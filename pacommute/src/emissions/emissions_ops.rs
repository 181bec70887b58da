//! county-level commute emissions estimates from S0802 rows.
use super::{CountyEmissions, CountyRecord};
use crate::{emission_factors::COMMUTE_EMISSION_FACTORS as F, emission_factors::KG_PER_TON, s0802};
use kdam::tqdm;
use pacommute_core::{
    model::{Row, RowError, Table},
    util::coerce,
};

/// rows at the top of the commute table that are never county data: the
/// column description line and the statewide total.
pub const LEADING_ROWS_SKIPPED: usize = 2;

/// estimates commute CO2 for every county row of the commute table.
///
/// the first [`LEADING_ROWS_SKIPPED`] rows are ignored, as are rows whose
/// geography is not a county. county rows missing a required column are
/// dropped and counted. records are sorted by descending annual CO2; the sort
/// is stable, so ties keep table order.
pub fn compute_county_emissions(table: &Table) -> CountyEmissions {
    let mut result = CountyEmissions::default();
    let row_iter = tqdm!(
        table.rows().iter().enumerate().skip(LEADING_ROWS_SKIPPED),
        desc = "county emissions",
        total = table.len().saturating_sub(LEADING_ROWS_SKIPPED)
    );
    for (row_idx, row) in row_iter {
        match county_record_from_row(row) {
            Ok(Some(record)) => result.records.push(record),
            Ok(None) => result.non_county_rows += 1,
            Err(e) => {
                log::debug!("dropping row {row_idx}: {e}");
                result.malformed_rows += 1;
            }
        }
    }
    eprintln!();

    if result.malformed_rows > 0 {
        log::warn!(
            "dropped {} county rows with missing columns",
            result.malformed_rows
        );
    }
    log::info!(
        "computed emissions for {} counties, skipped {} non-county rows",
        result.records.len(),
        result.non_county_rows
    );

    result
        .records
        .sort_by(|a, b| b.annual_co2_tons.total_cmp(&a.annual_co2_tons));
    result
}

/// builds a county record from one S0802 row. returns `None` when the row is
/// not a county geography, and an error when the row lacks a required column.
pub fn county_record_from_row(row: &Row) -> Result<Option<CountyRecord>, RowError> {
    let name = row.get_text(s0802::NAME)?;
    if !is_county_name(&name) {
        return Ok(None);
    }
    let total_workers = coerce::coerce_int(row.get(s0802::TOTAL_WORKERS)?);
    let mean_commute = coerce::coerce_float(row.get(s0802::MEAN_TRAVEL_TIME)?);
    let drive_alone = coerce::coerce_float(row.get(s0802::DROVE_ALONE_PCT)?);

    // negative counts are not a usable worker total
    let total_workers = u64::try_from(total_workers).unwrap_or_default();
    let record = estimate_county(
        county_display_name(&name),
        total_workers,
        mean_commute,
        drive_alone,
    );
    Ok(Some(record))
}

/// true if a geography name describes a county.
pub fn is_county_name(name: &str) -> bool {
    name.contains("County") || name.to_lowercase().contains("county")
}

/// "Adams County, Pennsylvania" -> "Adams"
pub fn county_display_name(name: &str) -> String {
    name.split(',')
        .next()
        .unwrap_or_default()
        .replace(" County", "")
}

/// estimates annual commute vehicle miles and CO2 for a county.
///
/// one-way distance is the mean commute duration at a fixed average speed;
/// annual miles assume a round trip every workday for every worker; CO2
/// follows from fleet-average fuel economy and the gasoline emission factor.
pub fn estimate_county(
    county: String,
    total_workers: u64,
    mean_commute_minutes: f64,
    drive_alone_pct: f64,
) -> CountyRecord {
    let one_way_miles = mean_commute_minutes * F.miles_per_minute;
    let annual_miles = one_way_miles
        * F.trips_per_workday
        * F.workdays_per_week
        * F.work_weeks_per_year
        * total_workers as f64;
    let gallons = annual_miles / F.miles_per_gallon;
    let annual_co2_tons = gallons * F.kg_co2_per_gallon / KG_PER_TON;
    let co2_per_capita_tons = if total_workers > 0 {
        annual_co2_tons / total_workers as f64
    } else {
        0.0
    };
    CountyRecord {
        county,
        total_workers,
        mean_commute_minutes,
        drive_alone_pct,
        annual_co2_tons,
        co2_per_capita_tons,
    }
}
use super::SourceError;
use crate::model::{CellValue, Row, Table};
use calamine::{open_workbook_auto, Data, Range, Reader};
use itertools::Itertools;
use std::path::Path;

/// reads the first worksheet of a workbook into a [`Table`]. the first row of
/// the used range is the header.
pub fn read_workbook_table(path: &Path) -> Result<Table, SourceError> {
    let filepath = path.display().to_string();
    let mut workbook =
        open_workbook_auto(path).map_err(|source| SourceError::WorkbookReadError {
            filepath: filepath.clone(),
            source,
        })?;
    let range = workbook
        .worksheet_range_at(0)
        .ok_or_else(|| SourceError::EmptyWorkbook(filepath.clone()))?
        .map_err(|source| SourceError::WorkbookReadError {
            filepath: filepath.clone(),
            source,
        })?;
    table_from_range(&range, &filepath)
}

fn table_from_range(range: &Range<Data>, filepath: &str) -> Result<Table, SourceError> {
    let mut rows = range.rows();
    let header = rows
        .next()
        .ok_or_else(|| SourceError::MissingHeader(filepath.to_string()))?;
    let header_text = header
        .iter()
        .map(|cell| match cell {
            Data::Empty => String::new(),
            other => other.to_string(),
        })
        .collect_vec();
    let columns = Table::unique_columns(&header_text);

    let mut records = rows
        .map(|cells| {
            columns
                .iter()
                .enumerate()
                .map(|(idx, column)| {
                    let value = cells.get(idx).map(cell_value).unwrap_or_default();
                    (column.clone(), value)
                })
                .collect::<Row>()
        })
        .collect_vec();
    for column in columns.iter() {
        harmonize_numeric_column(&mut records, column);
    }

    Ok(Table::new(columns, records))
}

/// gives a numeric column one number type, as the delimited reader does.
/// workbooks store every number as a float, so a column of whole numbers with
/// no missing cells is read as integers, and a column with a missing or
/// fractional cell is read as floats. columns holding text or booleans keep
/// their cells as read.
fn harmonize_numeric_column(rows: &mut [Row], column: &str) {
    let mut has_number = false;
    let mut has_missing = false;
    let mut all_whole = true;
    for cell in rows.iter().filter_map(|row| row.get_optional(column)) {
        match cell {
            c if c.is_missing() => has_missing = true,
            CellValue::Int(_) => has_number = true,
            CellValue::Float(f) => {
                has_number = true;
                all_whole &= is_whole_number(*f);
            }
            _ => return,
        }
    }
    if !has_number {
        return;
    }
    let as_int = all_whole && !has_missing;
    for row in rows.iter_mut() {
        let converted = match row.get_optional(column) {
            Some(CellValue::Float(f)) if as_int => CellValue::Int(*f as i64),
            Some(CellValue::Int(i)) if !as_int => CellValue::Float(*i as f64),
            _ => continue,
        };
        row.insert(column, converted);
    }
}

fn is_whole_number(value: f64) -> bool {
    value.fract() == 0.0 && value >= i64::MIN as f64 && value < i64::MAX as f64
}

/// converts a workbook cell. dates are rendered as ISO-8601 text and error
/// cells are read as missing.
fn cell_value(cell: &Data) -> CellValue {
    match cell {
        Data::Empty | Data::Error(_) => CellValue::Empty,
        Data::Bool(b) => CellValue::Bool(*b),
        Data::Int(i) => CellValue::Int(*i),
        Data::Float(f) => CellValue::Float(*f),
        Data::String(s) => CellValue::String(s.clone()),
        Data::DateTime(dt) => dt
            .as_datetime()
            .map(|d| CellValue::String(d.format("%Y-%m-%dT%H:%M:%S").to_string()))
            .unwrap_or(CellValue::Float(dt.as_f64())),
        Data::DateTimeIso(s) | Data::DurationIso(s) => CellValue::String(s.clone()),
    }
}
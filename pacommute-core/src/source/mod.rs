mod delimited_source;
mod source_error;
mod source_format;
mod workbook_source;

pub use delimited_source::{read_delimited, read_delimited_table};
pub use source_error::SourceError;
pub use source_format::SourceFormat;
pub use workbook_source::read_workbook_table;

use crate::model::Table;
use std::path::Path;

/// reads a tabular source file into a [`Table`], choosing the reader by file extension.
pub fn read_table<P: AsRef<Path>>(path: P) -> Result<Table, SourceError> {
    let path = path.as_ref();
    let format = SourceFormat::try_from(path)?;
    log::debug!("reading {} as {format}", path.display());
    let table = match format {
        SourceFormat::Delimited => read_delimited_table(path)?,
        SourceFormat::Workbook => read_workbook_table(path)?,
    };
    log::info!(
        "loaded {} with {} rows and {} columns",
        path.display(),
        table.len(),
        table.columns().len()
    );
    Ok(table)
}
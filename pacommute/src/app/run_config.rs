use super::{PipelineError, SourceDataset};
use crate::{
    output::{mirror_filename, OutputFile},
    summary::StatewideRow,
};
use config::Config;
use serde::{Deserialize, Serialize};
use std::path::PathBuf;

/// locations of the source tables and outputs for a run. every field is
/// optional in a configuration file; omitted fields take the defaults, which
/// read from and write to the working directory.
#[derive(Serialize, Deserialize, Clone, Debug, PartialEq)]
#[serde(default)]
pub struct RunConfig {
    pub input_directory: PathBuf,
    pub output_directory: PathBuf,
    pub commute_file: String,
    pub affordability_index_file: String,
    pub fair_market_rents_file: String,
    pub metro_wages_file: String,
    pub nonmetro_wages_file: String,
    pub statewide_row: StatewideRow,
}

impl Default for RunConfig {
    fn default() -> Self {
        Self {
            input_directory: PathBuf::from("."),
            output_directory: PathBuf::from("."),
            commute_file: String::from("PA_SO802_Final_1924.csv"),
            affordability_index_file: String::from("PA_Location_Affordability_Index_v3.xlsx"),
            fair_market_rents_file: String::from("PA_FY24_FMRs.xlsx"),
            metro_wages_file: String::from("PA_METRO_WAGES_2024.xlsx"),
            nonmetro_wages_file: String::from("PA_NONMETRO_WAGES_2024.xlsx"),
            statewide_row: StatewideRow::default(),
        }
    }
}

impl RunConfig {
    /// reads a TOML run configuration, or the defaults when no file is given.
    pub fn load(config_file: Option<&str>) -> Result<RunConfig, PipelineError> {
        let mut builder = Config::builder();
        if let Some(f) = config_file {
            builder = builder.add_source(config::File::new(f, config::FileFormat::Toml));
        }
        let config = builder
            .build()
            .map_err(|source| PipelineError::ConfigReadError {
                msg: format!(
                    "failed reading '{}'",
                    config_file.unwrap_or("default configuration")
                ),
                source,
            })?;
        config
            .try_deserialize::<RunConfig>()
            .map_err(|source| PipelineError::ConfigReadError {
                msg: String::from("failed decoding run configuration"),
                source,
            })
    }

    pub fn source_filename(&self, dataset: SourceDataset) -> &str {
        match dataset {
            SourceDataset::Commute => &self.commute_file,
            SourceDataset::AffordabilityIndex => &self.affordability_index_file,
            SourceDataset::FairMarketRents => &self.fair_market_rents_file,
            SourceDataset::MetroWages => &self.metro_wages_file,
            SourceDataset::NonMetroWages => &self.nonmetro_wages_file,
        }
    }

    pub fn source_path(&self, dataset: SourceDataset) -> PathBuf {
        self.input_directory.join(self.source_filename(dataset))
    }

    /// output path of the JSON mirror of a source table
    pub fn mirror_path(&self, dataset: SourceDataset) -> PathBuf {
        let source = self.source_path(dataset);
        self.output_directory.join(mirror_filename(&source))
    }

    pub fn output_path(&self, file: OutputFile) -> PathBuf {
        self.output_directory.join(file.filename())
    }
}

#[cfg(test)]
mod tests {
    use super::*;
    use std::path::Path;
    use tempfile::tempdir;

    #[test]
    fn test_defaults_without_file() {
        let config = RunConfig::load(None).unwrap();
        assert_eq!(config, RunConfig::default());
        assert_eq!(
            config.source_path(SourceDataset::Commute),
            Path::new(".").join("PA_SO802_Final_1924.csv")
        );
        assert_eq!(
            config.mirror_path(SourceDataset::FairMarketRents),
            Path::new(".").join("PA_FY24_FMRs.json")
        );
        assert_eq!(config.statewide_row.position, 1);
    }

    #[test]
    fn test_partial_toml_file() {
        let dir = tempdir().unwrap();
        let path = dir.path().join("run.toml");
        let toml = r#"
input_directory = "data/pa"
output_directory = "out"
commute_file = "S0802.csv"

[statewide_row]
name = "Pennsylvania"
"#;
        std::fs::write(&path, toml).unwrap();
        let config = RunConfig::load(path.to_str()).unwrap();
        assert_eq!(config.input_directory, PathBuf::from("data/pa"));
        assert_eq!(
            config.output_path(OutputFile::Scenarios),
            Path::new("out").join("pa_scenarios.json")
        );
        assert_eq!(config.commute_file, "S0802.csv");
        assert_eq!(config.fair_market_rents_file, "PA_FY24_FMRs.xlsx");
        assert_eq!(config.statewide_row.name.as_deref(), Some("Pennsylvania"));
        assert_eq!(config.statewide_row.position, 1);
    }

    #[test]
    fn test_sample_config_matches_defaults() {
        let path = PathBuf::from(env!("CARGO_MANIFEST_DIR")).join("pa-commute-config.toml");
        let config = RunConfig::load(path.to_str()).unwrap();
        assert_eq!(config, RunConfig::default());
    }

    #[test]
    fn test_missing_config_file() {
        let result = RunConfig::load(Some("does/not/exist.toml"));
        assert!(matches!(
            result,
            Err(PipelineError::ConfigReadError { .. })
        ));
    }
}
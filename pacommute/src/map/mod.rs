mod county_coordinates;
mod map_ops;
mod map_point;

pub use county_coordinates::{CountyCoordinate, PA_COUNTY_COORDINATES};
pub use map_ops::join_county_coordinates;
pub use map_point::MapPoint;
● ● ●
ACTIVITY: What are the lines, exactly as written above, from the line with "mod source_error;" to the line with "by file extension.", both included? Output only those.

ANSWER:
mod source_error;
mod source_format;
mod workbook_source;

pub use delimited_source::{read_delimited, read_delimited_table};
pub use source_error::SourceError;
pub use source_format::SourceFormat;
pub use workbook_source::read_workbook_table;

use crate::model::Table;
use std::path::Path;

/// reads a tabular source file into a [`Table`], choosing the reader by file extension.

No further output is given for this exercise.